Debate organizers reportedly offered to lift Hinds with his chair onto the stage, which would have been around 600 pounds. He declined, opting to raise the chair to a height that enabled him to hoist himself onto the stage.
“I got out of my wheelchair and was laying there on the stage. They gave me a chair that I just hugged. I can’t move most of my body. I’m paralyzed,” Hinds told Westword, self-described as “Denver’s independent source of local news and culture.”
This happened as the audience was filtering into Cleo Parker Robinson Dance studio for the debate. Ultimately, the wheelchair was not lifted onto the stage. Hinds got back into his chair and the District 10 council debate was conducted in front of the stage.
“I am incredibly disappointed and disheartened after the public humiliation I endured at Monday’s District 10 city council debate,” Hinds said in a news release.
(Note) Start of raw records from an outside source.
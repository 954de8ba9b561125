//! HTTP request handlers

use super::render::to_html;
use super::types::{ChatRequest, ChatResponse, ErrorResponse, SessionResponse, SuccessResponse};
use super::AppState;
use crate::error::ChatError;
use crate::runtime::TurnOutcome;
use axum::{
    extract::{Path, State},
    http::StatusCode,
    response::{IntoResponse, Response},
    routing::{get, post},
    Json, Router,
};
use chrono::{Local, NaiveDate, Utc};

const MAX_MESSAGE_CHARS: usize = 2000;

/// Create the API router
pub fn create_router(state: AppState) -> Router {
    Router::new()
        // Chat
        .route("/api/chat", post(send_chat))
        // Sessions
        .route("/api/sessions/:id", get(get_session))
        .route("/api/sessions/:id/cancel", post(cancel_session))
        .route("/api/sessions/:id/expire", post(expire_session))
        // Version
        .route("/version", get(get_version))
        .with_state(state)
}

// ============================================================
// Chat
// ============================================================

async fn send_chat(
    State(state): State<AppState>,
    Json(req): Json<ChatRequest>,
) -> Result<Json<ChatResponse>, AppError> {
    let message = req.message.trim();
    if message.is_empty() {
        return Err(AppError::BadRequest("Message cannot be empty".to_string()));
    }
    if message.chars().count() > MAX_MESSAGE_CHARS {
        return Err(AppError::BadRequest(format!(
            "Message is longer than {MAX_MESSAGE_CHARS} characters"
        )));
    }

    let outcome = state
        .runtime
        .handle_message(req.session_id.as_deref(), message, Utc::now(), today())
        .await;
    Ok(Json(chat_response(outcome)))
}

fn chat_response(outcome: TurnOutcome) -> ChatResponse {
    ChatResponse {
        response: to_html(&outcome.response),
        session_id: outcome.session_id,
        session_state: outcome.session_state,
    }
}

fn today() -> NaiveDate {
    Local::now().date_naive()
}

// ============================================================
// Sessions
// ============================================================

async fn get_session(
    State(state): State<AppState>,
    Path(id): Path<String>,
) -> Result<Json<SessionResponse>, AppError> {
    let session = state.runtime.session(&id).await?;
    let slots = serde_json::to_value(&session.slots)
        .map_err(|e| AppError::Internal(e.to_string()))?;

    Ok(Json(SessionResponse {
        session_id: session.id,
        session_state: session.state.label(),
        slots,
        last_activity: session.last_activity.to_rfc3339(),
        created_at: session.created_at.to_rfc3339(),
    }))
}

async fn cancel_session(
    State(state): State<AppState>,
    Path(id): Path<String>,
) -> Result<Json<ChatResponse>, AppError> {
    // Only existing sessions can be cancelled
    state.runtime.session(&id).await?;
    let outcome = state.runtime.cancel(&id, Utc::now(), today()).await;
    Ok(Json(chat_response(outcome)))
}

async fn expire_session(
    State(state): State<AppState>,
    Path(id): Path<String>,
) -> Result<Json<SuccessResponse>, AppError> {
    if state.runtime.expire(&id).await? {
        Ok(Json(SuccessResponse { success: true }))
    } else {
        Err(AppError::NotFound(format!("Session not found: {id}")))
    }
}

async fn get_version() -> &'static str {
    concat!("munim ", env!("CARGO_PKG_VERSION"))
}

// ============================================================
// Error Handling
// ============================================================

enum AppError {
    BadRequest(String),
    NotFound(String),
    Internal(String),
}

impl From<ChatError> for AppError {
    fn from(e: ChatError) -> Self {
        match e {
            ChatError::SessionNotFound(id) => AppError::NotFound(format!("Session not found: {id}")),
            other => AppError::Internal(other.to_string()),
        }
    }
}

impl IntoResponse for AppError {
    fn into_response(self) -> Response {
        let (status, message) = match self {
            AppError::BadRequest(msg) => (StatusCode::BAD_REQUEST, msg),
            AppError::NotFound(msg) => (StatusCode::NOT_FOUND, msg),
            AppError::Internal(msg) => (StatusCode::INTERNAL_SERVER_ERROR, msg),
        };

        let body = Json(ErrorResponse::new(message));
        (status, body).into_response()
    }
}

#[cfg(test)]
mod tests {
    use super::*;
    use crate::config::Config;
    use crate::db::Database;
    use axum::body::{to_bytes, Body};
    use axum::http::Request;
    use serde::de::DeserializeOwned;
    use std::path::PathBuf;
    use tower::ServiceExt;

    fn app() -> Router {
        let config = Config {
            db_path: PathBuf::from(":memory:"),
            port: 0,
            business_id: "test".to_string(),
            session_timeout_secs: 1800,
            gstin: None,
        };
        let db = Database::open_in_memory().unwrap();
        create_router(AppState::new(db, &config))
    }

    async fn send(app: &Router, request: Request<Body>) -> Response {
        app.clone().oneshot(request).await.unwrap()
    }

    fn post_json(uri: &str, body: serde_json::Value) -> Request<Body> {
        Request::post(uri)
            .header("content-type", "application/json")
            .body(Body::from(body.to_string()))
            .unwrap()
    }

    async fn json<T: DeserializeOwned>(response: Response) -> T {
        let bytes = to_bytes(response.into_body(), usize::MAX).await.unwrap();
        serde_json::from_slice(&bytes).unwrap()
    }

    #[tokio::test]
    async fn test_chat_starts_session_and_renders_html() {
        let app = app();
        let response = send(
            &app,
            post_json("/api/chat", serde_json::json!({ "message": "help" })),
        )
        .await;
        assert_eq!(response.status(), StatusCode::OK);

        let body: ChatResponse = json(response).await;
        assert!(!body.session_id.is_empty());
        assert_eq!(body.session_state, "idle");
        assert!(body.response.contains("<strong>"));
    }

    #[tokio::test]
    async fn test_multi_turn_over_http() {
        let app = app();
        let first: ChatResponse = json(
            send(
                &app,
                post_json("/api/chat", serde_json::json!({ "message": "add expense" })),
            )
            .await,
        )
        .await;
        assert!(first.session_state.starts_with("awaiting_expense_field"));

        let session: SessionResponse = json(
            send(
                &app,
                Request::get(format!("/api/sessions/{}", first.session_id))
                    .body(Body::empty())
                    .unwrap(),
            )
            .await,
        )
        .await;
        assert_eq!(session.session_state, first.session_state);

        let cancelled: ChatResponse = json(
            send(
                &app,
                Request::post(format!("/api/sessions/{}/cancel", first.session_id))
                    .body(Body::empty())
                    .unwrap(),
            )
            .await,
        )
        .await;
        assert_eq!(cancelled.session_state, "idle");
        assert_eq!(cancelled.session_id, first.session_id);
    }

    #[tokio::test]
    async fn test_wire_keys_are_camel_case() {
        let app = app();
        let first: serde_json::Value = json(
            send(
                &app,
                post_json(
                    "/api/chat",
                    serde_json::json!({ "message": "add expense", "sessionId": null }),
                ),
            )
            .await,
        )
        .await;
        let session_id = first["sessionId"].as_str().unwrap().to_string();
        assert!(first.get("session_id").is_none());
        assert_eq!(first["sessionState"], "awaiting_expense_field:amount");

        let second: serde_json::Value = json(
            send(
                &app,
                post_json(
                    "/api/chat",
                    serde_json::json!({ "message": "450", "sessionId": session_id }),
                ),
            )
            .await,
        )
        .await;
        assert_eq!(second["sessionId"], session_id.as_str());
        assert_eq!(second["sessionState"], "awaiting_expense_field:category");

        let session: serde_json::Value = json(
            send(
                &app,
                Request::get(format!("/api/sessions/{session_id}"))
                    .body(Body::empty())
                    .unwrap(),
            )
            .await,
        )
        .await;
        assert_eq!(session["sessionState"], "awaiting_expense_field:category");
        assert!(session["lastActivity"].is_string());
    }

    #[tokio::test]
    async fn test_snake_case_session_id_still_accepted() {
        let app = app();
        let first: ChatResponse = json(
            send(
                &app,
                post_json("/api/chat", serde_json::json!({ "message": "add expense" })),
            )
            .await,
        )
        .await;

        let second: ChatResponse = json(
            send(
                &app,
                post_json(
                    "/api/chat",
                    serde_json::json!({ "message": "450", "session_id": first.session_id }),
                ),
            )
            .await,
        )
        .await;
        assert_eq!(second.session_id, first.session_id);
        assert_eq!(second.session_state, "awaiting_expense_field:category");
    }

    #[tokio::test]
    async fn test_user_html_is_not_rendered() {
        let app = app();
        let body: ChatResponse = json(
            send(
                &app,
                post_json(
                    "/api/chat",
                    serde_json::json!({ "message": "<script>alert(1)</script>" }),
                ),
            )
            .await,
        )
        .await;
        assert!(!body.response.contains("<script>"));
    }

    #[tokio::test]
    async fn test_empty_message_rejected() {
        let app = app();
        let response = send(
            &app,
            post_json("/api/chat", serde_json::json!({ "message": "   " })),
        )
        .await;
        assert_eq!(response.status(), StatusCode::BAD_REQUEST);

        let body: ErrorResponse = json(response).await;
        assert!(body.error.contains("empty"));
    }

    #[tokio::test]
    async fn test_long_message_rejected() {
        let app = app();
        let message = "a".repeat(MAX_MESSAGE_CHARS + 1);
        let response = send(
            &app,
            post_json("/api/chat", serde_json::json!({ "message": message })),
        )
        .await;
        assert_eq!(response.status(), StatusCode::BAD_REQUEST);
    }

    #[tokio::test]
    async fn test_unknown_session_is_404() {
        let app = app();
        for request in [
            Request::get("/api/sessions/nope").body(Body::empty()).unwrap(),
            Request::post("/api/sessions/nope/cancel")
                .body(Body::empty())
                .unwrap(),
            Request::post("/api/sessions/nope/expire")
                .body(Body::empty())
                .unwrap(),
        ] {
            let response = send(&app, request).await;
            assert_eq!(response.status(), StatusCode::NOT_FOUND);
        }
    }

    #[tokio::test]
    async fn test_expire_removes_session() {
        let app = app();
        let first: ChatResponse = json(
            send(
                &app,
                post_json("/api/chat", serde_json::json!({ "message": "hi" })),
            )
            .await,
        )
        .await;

        let expire = Request::post(format!("/api/sessions/{}/expire", first.session_id))
            .body(Body::empty())
            .unwrap();
        assert_eq!(send(&app, expire).await.status(), StatusCode::OK);

        let lookup = Request::get(format!("/api/sessions/{}", first.session_id))
            .body(Body::empty())
            .unwrap();
        assert_eq!(send(&app, lookup).await.status(), StatusCode::NOT_FOUND);
    }

    #[tokio::test]
    async fn test_version() {
        let app = app();
        let response = send(&app, Request::get("/version").body(Body::empty()).unwrap()).await;
        let bytes = to_bytes(response.into_body(), usize::MAX).await.unwrap();
        assert!(String::from_utf8_lossy(&bytes).starts_with("munim "));
    }
}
“The lack of wheelchair accessibility on the stage at the debate culminated in an extremely uncomfortable outcome: I had to climb out of my wheelchair and attempt to crawl onto the stage in front of a crowd.”
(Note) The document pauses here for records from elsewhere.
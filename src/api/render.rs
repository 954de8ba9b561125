//! Markdown to HTML for chat replies

use pulldown_cmark::{html, Event, Options, Parser};

/// Render a reply to HTML. Raw HTML in the source is shown as text, never
/// passed through.
pub fn to_html(markdown: &str) -> String {
    let options = Options::ENABLE_TABLES | Options::ENABLE_STRIKETHROUGH;
    let parser = Parser::new_ext(markdown, options).map(|event| match event {
        Event::Html(raw) | Event::InlineHtml(raw) => Event::Text(raw),
        other => other,
    });

    let mut out = String::with_capacity(markdown.len() * 3 / 2);
    html::push_html(&mut out, parser);
    out
}

#[cfg(test)]
mod tests {
    use super::*;

    #[test]
    fn test_raw_html_is_escaped() {
        let out = to_html("Hello <script>alert(1)</script>");
        assert!(!out.contains("<script>"));
        assert!(out.contains("&lt;script&gt;"));
    }

    #[test]
    fn test_block_html_is_escaped() {
        let out = to_html("<div onclick=\"x()\">hi</div>");
        assert!(!out.contains("<div"));
    }

    #[test]
    fn test_tables_render() {
        let out = to_html("| A | B |\n|---|---|\n| 1 | 2 |\n");
        assert!(out.contains("<table>"));
        assert!(out.contains("<td>1</td>"));
    }

    #[test]
    fn test_escaped_user_text_stays_literal() {
        let out = to_html(&crate::reply::user_text("[x](javascript:alert(1))"));
        assert!(!out.contains("<a"));
    }
}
The venue issued a statement that said candidates had been asked to arrive two and a half hours before the debate, which would have allowed for accommodations to be made. Hinds arrived shortly before the debate was set to start.
After reaching out to the city Clerk and Recorder’s Office, Hinds was informed that he had to go to the debate or he would have to return the $125,000 in Fair Elections Fund money that he had gotten so far. The city’s Fair Elections Fund rules require candidates qualifying for the fund to participate in one sanctioned debate.
“The binary choice that I had was to participate in the debate and face public humiliation or lose my campaign viability,” Hinds told Westword.
The Colorado Cross-Disability Coalition, a disability rights organization, tweeted, “We expect every candidate for council, mayor or other city office to publicly denounce this. We will notice who does when we vote.”
Both the city and dance center officials have apologized to Hinds.
“I don’t understand how it is possible today, more than three decades after the Americans with Disabilities Act was passed, that there would be this complete lack of any research or thought into the process,” he told Westword.
Hinds is the current District 10 representative, elected to the Denver City Council in 2019. According to his campaign website, he is the first Denver official — local, state, or federal — who uses a wheelchair for mobility. He was paralyzed from the chest down as a result of a motor vehicle crash in 2008.
According to the Denver City Council website, Hinds has fought for equitable access at the local, state and national levels.
“In May 2018, Governor Hickenlooper signed the Chris Hinds Act into law. This new law closes loopholes to prevent the fraudulent use of disability parking, and is the result of hundreds of hours of Chris’s research and advocacy,” Hinds’ profile states.